**What is being asked**
Scan the lines below for the word "shown". Copy each line you find it in.
------ Provided entries
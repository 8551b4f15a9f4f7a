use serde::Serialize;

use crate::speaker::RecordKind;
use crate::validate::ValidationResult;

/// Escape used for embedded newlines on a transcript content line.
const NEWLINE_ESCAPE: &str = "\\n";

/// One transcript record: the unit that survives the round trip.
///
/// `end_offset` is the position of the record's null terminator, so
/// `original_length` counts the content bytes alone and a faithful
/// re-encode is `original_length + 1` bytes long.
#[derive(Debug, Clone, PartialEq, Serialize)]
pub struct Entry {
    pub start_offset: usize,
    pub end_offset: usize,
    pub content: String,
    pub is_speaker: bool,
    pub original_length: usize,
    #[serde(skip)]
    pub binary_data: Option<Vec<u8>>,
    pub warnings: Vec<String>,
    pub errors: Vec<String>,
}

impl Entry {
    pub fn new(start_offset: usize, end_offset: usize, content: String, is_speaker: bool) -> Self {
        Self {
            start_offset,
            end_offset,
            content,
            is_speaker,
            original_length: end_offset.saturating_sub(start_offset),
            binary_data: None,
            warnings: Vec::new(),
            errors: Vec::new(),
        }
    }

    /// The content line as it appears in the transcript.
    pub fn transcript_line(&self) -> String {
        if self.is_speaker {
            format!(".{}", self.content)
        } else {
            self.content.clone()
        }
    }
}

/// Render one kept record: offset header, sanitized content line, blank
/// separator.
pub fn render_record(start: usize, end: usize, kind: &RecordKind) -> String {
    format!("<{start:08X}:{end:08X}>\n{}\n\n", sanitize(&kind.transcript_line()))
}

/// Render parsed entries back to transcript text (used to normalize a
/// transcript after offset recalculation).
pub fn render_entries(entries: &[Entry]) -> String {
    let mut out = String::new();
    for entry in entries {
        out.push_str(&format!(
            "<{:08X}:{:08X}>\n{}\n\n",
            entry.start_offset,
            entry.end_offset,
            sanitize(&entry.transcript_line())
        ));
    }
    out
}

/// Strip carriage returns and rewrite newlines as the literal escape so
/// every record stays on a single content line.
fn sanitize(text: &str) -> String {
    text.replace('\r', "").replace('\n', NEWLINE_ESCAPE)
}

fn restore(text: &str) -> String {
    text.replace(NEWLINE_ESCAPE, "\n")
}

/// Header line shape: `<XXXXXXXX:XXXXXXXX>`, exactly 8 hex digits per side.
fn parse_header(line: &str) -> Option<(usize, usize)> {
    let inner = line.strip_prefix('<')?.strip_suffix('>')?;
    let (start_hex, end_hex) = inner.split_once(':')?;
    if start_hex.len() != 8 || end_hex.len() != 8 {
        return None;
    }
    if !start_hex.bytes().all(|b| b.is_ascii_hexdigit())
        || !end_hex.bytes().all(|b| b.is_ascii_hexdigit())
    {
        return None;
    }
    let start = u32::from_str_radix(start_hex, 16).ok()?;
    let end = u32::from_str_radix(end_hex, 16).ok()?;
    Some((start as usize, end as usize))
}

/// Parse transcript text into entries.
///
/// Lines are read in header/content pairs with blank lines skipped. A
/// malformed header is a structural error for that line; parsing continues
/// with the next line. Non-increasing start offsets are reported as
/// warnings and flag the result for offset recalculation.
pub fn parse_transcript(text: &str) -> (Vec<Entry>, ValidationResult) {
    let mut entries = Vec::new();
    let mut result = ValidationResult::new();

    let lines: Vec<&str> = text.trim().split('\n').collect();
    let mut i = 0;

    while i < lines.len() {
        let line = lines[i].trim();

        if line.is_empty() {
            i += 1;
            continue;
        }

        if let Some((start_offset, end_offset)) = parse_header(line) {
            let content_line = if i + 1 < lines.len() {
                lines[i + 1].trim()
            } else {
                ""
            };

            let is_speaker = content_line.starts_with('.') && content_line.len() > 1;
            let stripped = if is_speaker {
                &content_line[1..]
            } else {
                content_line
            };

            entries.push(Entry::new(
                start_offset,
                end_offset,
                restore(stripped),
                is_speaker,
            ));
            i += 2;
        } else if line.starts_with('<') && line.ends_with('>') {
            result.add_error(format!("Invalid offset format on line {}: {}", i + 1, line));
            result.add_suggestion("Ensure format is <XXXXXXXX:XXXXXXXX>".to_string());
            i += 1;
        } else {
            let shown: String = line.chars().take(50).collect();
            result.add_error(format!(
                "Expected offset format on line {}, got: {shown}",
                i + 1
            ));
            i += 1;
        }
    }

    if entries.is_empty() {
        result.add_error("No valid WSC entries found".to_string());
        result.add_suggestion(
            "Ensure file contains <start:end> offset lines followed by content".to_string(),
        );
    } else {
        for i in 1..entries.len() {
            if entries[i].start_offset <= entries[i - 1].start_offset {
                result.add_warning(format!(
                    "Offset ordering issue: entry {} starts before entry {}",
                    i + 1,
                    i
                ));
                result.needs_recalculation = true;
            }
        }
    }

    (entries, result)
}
------------
**Result for this exercise**
            let shown: String = line.chars().take(50).collect();
                "Expected offset format on line {}, got: {shown}",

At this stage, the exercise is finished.